WORK REQUEST:
Return the following from the records below: each line, word for word, starting with the line that contains "pub use postgres::PgStore;" and going on through the line that contains "pub struct GradeUpdate", with nothing outside that range.

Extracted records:
....................

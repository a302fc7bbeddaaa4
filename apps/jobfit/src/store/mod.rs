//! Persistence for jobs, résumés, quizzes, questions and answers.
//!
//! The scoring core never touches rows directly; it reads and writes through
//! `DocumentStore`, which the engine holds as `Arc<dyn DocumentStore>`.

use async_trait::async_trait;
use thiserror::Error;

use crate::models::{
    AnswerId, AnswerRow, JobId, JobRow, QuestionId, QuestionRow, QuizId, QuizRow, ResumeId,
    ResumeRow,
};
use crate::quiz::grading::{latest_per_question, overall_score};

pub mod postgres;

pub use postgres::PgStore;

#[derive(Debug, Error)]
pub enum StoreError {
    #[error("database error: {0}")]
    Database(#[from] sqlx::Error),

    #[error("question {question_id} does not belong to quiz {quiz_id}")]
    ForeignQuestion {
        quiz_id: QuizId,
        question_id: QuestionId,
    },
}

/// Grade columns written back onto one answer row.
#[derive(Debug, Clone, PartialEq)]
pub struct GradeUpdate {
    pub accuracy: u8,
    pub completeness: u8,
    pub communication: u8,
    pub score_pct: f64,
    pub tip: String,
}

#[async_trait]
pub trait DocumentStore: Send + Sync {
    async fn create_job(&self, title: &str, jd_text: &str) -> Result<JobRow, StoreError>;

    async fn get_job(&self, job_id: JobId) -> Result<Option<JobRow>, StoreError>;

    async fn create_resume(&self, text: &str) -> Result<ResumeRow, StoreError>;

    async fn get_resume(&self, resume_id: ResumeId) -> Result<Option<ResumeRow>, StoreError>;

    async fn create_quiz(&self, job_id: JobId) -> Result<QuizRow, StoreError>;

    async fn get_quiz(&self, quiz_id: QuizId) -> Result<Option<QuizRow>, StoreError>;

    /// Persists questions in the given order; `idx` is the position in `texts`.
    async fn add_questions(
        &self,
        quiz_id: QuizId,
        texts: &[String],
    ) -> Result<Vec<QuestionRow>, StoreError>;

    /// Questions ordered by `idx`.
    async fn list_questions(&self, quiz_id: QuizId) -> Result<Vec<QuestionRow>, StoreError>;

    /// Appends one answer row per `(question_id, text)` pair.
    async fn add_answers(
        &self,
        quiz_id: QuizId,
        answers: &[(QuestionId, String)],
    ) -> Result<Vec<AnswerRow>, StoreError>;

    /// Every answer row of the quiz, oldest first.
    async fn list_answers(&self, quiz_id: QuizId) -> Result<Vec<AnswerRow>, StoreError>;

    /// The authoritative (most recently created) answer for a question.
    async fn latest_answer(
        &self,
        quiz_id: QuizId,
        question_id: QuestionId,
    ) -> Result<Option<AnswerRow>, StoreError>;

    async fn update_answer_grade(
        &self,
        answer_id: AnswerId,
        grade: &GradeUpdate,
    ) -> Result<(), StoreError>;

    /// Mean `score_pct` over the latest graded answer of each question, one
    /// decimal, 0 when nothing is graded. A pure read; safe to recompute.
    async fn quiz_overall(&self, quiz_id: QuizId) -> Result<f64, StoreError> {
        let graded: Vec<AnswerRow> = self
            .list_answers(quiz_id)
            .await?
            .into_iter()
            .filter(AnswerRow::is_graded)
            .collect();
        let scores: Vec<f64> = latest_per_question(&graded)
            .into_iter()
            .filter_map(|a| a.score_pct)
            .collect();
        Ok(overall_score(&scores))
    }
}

....................

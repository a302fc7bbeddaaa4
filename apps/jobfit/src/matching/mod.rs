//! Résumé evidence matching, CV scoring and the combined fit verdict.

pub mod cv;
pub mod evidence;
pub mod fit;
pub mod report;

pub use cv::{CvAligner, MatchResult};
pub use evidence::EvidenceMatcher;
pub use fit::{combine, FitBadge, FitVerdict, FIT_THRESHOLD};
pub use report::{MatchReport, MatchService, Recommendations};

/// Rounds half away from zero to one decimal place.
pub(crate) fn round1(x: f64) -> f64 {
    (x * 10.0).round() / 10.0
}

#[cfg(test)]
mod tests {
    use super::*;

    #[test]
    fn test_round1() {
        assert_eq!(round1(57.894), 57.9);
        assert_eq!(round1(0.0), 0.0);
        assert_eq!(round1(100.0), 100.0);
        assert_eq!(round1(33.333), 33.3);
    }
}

....................

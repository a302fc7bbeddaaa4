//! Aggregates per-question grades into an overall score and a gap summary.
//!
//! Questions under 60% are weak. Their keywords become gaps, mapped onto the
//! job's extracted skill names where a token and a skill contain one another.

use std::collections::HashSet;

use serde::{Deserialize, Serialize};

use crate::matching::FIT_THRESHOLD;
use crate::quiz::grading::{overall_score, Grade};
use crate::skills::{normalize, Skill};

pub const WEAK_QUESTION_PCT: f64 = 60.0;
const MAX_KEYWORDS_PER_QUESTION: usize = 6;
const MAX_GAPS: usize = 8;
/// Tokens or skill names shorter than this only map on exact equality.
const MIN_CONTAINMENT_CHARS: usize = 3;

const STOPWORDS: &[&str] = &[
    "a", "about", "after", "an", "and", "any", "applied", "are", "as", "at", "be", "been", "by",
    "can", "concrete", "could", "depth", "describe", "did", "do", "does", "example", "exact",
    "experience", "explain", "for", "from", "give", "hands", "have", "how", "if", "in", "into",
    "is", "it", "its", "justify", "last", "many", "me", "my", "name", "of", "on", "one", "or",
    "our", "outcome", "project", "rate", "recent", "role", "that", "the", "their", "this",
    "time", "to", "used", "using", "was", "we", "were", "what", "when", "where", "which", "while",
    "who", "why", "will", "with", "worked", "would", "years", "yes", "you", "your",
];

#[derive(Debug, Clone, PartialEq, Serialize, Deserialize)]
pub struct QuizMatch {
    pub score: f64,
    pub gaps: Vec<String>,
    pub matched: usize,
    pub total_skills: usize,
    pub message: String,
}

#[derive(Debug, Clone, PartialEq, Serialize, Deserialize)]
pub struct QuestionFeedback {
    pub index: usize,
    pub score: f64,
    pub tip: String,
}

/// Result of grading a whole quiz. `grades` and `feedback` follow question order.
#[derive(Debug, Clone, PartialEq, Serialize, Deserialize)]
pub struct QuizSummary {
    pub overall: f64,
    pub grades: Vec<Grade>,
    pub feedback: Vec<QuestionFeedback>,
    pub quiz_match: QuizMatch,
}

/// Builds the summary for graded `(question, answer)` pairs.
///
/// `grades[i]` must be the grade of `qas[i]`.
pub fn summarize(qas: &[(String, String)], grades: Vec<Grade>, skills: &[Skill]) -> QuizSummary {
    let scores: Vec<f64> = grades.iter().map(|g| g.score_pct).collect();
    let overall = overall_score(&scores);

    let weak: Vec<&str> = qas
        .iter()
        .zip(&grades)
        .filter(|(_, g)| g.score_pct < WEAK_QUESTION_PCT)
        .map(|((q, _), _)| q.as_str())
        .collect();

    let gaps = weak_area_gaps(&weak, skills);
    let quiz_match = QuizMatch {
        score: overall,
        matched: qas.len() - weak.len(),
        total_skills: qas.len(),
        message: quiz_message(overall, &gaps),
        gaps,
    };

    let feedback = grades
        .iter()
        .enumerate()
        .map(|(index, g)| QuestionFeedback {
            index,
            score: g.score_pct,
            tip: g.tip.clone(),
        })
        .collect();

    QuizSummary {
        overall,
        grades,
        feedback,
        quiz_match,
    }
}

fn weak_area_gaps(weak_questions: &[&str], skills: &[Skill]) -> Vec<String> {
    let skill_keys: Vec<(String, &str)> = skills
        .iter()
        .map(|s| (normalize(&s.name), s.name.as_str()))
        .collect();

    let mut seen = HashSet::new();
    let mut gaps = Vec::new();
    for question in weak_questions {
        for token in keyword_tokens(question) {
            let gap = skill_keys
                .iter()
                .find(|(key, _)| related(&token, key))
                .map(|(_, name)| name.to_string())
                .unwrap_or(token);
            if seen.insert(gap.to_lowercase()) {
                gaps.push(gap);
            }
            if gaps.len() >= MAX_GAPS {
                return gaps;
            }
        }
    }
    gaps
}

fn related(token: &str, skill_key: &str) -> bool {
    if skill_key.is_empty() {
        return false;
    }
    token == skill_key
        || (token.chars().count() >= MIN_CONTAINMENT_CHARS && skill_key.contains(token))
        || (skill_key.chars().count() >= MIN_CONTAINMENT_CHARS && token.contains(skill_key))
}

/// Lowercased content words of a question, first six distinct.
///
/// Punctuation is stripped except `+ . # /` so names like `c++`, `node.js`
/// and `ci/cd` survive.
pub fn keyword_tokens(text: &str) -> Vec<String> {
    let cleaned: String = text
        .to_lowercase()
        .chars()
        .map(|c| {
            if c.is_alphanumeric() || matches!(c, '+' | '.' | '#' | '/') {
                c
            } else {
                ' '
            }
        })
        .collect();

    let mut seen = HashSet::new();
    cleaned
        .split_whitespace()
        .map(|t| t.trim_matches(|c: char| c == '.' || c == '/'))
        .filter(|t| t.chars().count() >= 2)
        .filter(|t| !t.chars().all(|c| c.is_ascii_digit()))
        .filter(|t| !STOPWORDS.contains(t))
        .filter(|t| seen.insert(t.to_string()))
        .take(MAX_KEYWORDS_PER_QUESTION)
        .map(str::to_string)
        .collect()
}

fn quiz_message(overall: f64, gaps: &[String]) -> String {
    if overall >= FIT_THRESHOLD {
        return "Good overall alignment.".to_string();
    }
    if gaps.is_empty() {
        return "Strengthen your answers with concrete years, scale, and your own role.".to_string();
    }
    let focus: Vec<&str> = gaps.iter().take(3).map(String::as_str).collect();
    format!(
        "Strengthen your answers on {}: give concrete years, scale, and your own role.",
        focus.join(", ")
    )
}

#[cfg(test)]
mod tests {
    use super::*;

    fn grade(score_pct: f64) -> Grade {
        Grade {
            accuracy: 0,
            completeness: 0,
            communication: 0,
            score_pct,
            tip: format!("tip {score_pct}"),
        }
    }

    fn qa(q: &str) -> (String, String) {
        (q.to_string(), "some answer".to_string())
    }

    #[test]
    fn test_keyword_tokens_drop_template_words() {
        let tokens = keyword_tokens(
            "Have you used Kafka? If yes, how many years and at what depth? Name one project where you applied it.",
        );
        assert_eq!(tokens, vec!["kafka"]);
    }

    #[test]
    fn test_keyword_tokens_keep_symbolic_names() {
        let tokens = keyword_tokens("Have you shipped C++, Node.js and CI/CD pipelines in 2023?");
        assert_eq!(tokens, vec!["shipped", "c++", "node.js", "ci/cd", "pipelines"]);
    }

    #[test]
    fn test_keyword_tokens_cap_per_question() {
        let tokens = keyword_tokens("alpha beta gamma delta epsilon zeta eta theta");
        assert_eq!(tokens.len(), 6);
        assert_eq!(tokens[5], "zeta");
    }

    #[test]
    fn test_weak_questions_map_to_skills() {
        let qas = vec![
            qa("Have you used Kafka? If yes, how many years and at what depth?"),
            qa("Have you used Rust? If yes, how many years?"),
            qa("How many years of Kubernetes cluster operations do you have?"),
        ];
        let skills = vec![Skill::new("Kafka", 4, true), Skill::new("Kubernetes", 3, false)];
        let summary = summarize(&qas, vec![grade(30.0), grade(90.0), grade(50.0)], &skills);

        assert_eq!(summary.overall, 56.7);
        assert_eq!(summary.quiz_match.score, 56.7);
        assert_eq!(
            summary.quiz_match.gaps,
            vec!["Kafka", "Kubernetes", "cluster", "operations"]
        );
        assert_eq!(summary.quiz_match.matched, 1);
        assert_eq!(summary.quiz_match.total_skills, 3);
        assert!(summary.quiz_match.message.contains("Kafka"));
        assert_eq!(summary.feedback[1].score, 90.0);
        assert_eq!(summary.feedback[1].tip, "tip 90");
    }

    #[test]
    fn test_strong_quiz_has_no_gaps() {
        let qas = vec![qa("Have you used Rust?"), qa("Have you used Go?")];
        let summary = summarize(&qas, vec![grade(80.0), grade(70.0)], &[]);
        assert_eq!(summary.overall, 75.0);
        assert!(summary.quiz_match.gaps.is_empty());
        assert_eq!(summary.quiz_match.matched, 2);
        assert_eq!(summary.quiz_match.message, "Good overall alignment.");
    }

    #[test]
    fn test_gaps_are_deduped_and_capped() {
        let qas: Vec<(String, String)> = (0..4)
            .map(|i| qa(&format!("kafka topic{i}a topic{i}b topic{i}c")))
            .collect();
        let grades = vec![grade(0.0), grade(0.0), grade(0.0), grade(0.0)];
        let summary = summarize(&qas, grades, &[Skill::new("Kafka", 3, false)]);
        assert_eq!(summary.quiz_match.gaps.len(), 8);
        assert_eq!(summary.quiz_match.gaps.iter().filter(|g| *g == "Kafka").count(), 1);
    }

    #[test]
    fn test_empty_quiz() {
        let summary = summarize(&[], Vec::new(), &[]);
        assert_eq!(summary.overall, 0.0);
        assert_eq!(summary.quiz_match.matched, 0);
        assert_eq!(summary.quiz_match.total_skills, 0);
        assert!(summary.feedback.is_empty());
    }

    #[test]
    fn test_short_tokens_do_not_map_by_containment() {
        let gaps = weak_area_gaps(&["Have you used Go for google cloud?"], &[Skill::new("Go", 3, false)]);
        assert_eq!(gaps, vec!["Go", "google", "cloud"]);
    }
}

....................

RESULT OF THE TASK:
pub use postgres::PgStore;

#[derive(Debug, Error)]
pub enum StoreError {
    #[error("database error: {0}")]
    Database(#[from] sqlx::Error),

    #[error("question {question_id} does not belong to quiz {quiz_id}")]
    ForeignQuestion {
        quiz_id: QuizId,
        question_id: QuestionId,
    },
}

/// Grade columns written back onto one answer row.
#[derive(Debug, Clone, PartialEq)]
pub struct GradeUpdate {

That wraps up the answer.